Information shown section start

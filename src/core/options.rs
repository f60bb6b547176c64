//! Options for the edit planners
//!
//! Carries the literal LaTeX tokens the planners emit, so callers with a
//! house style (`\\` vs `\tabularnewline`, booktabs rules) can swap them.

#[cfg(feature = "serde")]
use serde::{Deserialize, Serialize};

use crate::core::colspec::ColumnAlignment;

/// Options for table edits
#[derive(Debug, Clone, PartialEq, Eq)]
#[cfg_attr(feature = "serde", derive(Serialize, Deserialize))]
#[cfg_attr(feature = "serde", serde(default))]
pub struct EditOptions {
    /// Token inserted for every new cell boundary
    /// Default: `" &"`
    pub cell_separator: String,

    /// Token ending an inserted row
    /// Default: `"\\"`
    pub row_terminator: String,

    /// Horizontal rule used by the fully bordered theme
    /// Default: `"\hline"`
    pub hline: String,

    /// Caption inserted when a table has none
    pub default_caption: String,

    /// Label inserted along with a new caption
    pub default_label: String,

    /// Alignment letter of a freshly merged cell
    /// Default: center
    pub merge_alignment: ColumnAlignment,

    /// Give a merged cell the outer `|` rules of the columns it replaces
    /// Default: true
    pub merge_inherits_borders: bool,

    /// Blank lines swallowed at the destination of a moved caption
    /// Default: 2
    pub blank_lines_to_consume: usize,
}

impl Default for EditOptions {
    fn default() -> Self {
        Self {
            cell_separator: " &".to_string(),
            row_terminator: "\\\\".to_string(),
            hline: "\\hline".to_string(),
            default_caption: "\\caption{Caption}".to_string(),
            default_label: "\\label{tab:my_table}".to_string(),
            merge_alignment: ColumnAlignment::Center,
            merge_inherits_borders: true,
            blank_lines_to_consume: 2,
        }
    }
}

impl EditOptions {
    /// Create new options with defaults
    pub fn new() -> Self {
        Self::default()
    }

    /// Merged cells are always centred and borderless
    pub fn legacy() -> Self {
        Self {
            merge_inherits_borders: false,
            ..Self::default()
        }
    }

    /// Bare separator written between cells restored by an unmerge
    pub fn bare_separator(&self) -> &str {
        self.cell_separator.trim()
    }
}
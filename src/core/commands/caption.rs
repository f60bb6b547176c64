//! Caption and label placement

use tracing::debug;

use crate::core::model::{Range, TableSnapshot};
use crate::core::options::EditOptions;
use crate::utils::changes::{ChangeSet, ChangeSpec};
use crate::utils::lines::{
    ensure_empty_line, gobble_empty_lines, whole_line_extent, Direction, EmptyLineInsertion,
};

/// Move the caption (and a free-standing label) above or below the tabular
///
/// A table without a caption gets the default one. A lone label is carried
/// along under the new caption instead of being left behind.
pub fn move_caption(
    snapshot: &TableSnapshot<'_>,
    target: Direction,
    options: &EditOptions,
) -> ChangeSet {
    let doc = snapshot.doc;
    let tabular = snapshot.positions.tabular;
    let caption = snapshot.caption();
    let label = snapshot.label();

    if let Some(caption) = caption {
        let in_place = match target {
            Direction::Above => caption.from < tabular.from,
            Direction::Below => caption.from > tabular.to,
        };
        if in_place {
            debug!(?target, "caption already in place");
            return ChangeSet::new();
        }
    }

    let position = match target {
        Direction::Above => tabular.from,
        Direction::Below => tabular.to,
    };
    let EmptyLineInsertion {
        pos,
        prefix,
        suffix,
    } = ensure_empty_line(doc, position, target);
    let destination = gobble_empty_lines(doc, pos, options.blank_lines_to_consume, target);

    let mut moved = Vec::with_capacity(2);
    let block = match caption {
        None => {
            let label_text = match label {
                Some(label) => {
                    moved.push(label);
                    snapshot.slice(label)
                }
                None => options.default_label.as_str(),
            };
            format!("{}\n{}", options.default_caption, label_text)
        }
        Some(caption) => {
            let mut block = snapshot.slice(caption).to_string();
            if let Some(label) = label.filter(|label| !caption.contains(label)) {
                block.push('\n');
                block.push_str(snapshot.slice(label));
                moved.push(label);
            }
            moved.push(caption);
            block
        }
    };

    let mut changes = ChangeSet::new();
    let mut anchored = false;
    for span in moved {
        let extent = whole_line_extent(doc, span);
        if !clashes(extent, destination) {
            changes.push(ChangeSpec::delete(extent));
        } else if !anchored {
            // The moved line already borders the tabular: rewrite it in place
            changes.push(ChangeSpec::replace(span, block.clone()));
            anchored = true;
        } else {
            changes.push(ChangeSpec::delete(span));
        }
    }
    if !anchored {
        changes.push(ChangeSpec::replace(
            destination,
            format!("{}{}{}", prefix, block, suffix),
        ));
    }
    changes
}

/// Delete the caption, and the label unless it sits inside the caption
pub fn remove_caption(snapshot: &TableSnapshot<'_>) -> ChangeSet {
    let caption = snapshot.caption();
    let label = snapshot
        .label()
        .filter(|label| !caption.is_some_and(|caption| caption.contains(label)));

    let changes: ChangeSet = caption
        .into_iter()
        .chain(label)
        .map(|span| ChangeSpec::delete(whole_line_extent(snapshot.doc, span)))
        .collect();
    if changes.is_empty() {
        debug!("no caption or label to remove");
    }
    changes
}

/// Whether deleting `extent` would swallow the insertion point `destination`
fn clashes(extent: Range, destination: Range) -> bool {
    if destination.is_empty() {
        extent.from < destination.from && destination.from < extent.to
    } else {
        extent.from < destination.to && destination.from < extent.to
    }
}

Information shown section end

The required result is an exact repetition of the lines from the one containing "extent.from < destination.from" through the last line of the data.

        extent.from < destination.from && destination.from < extent.to
    } else {
        extent.from < destination.to && destination.from < extent.to
    }
}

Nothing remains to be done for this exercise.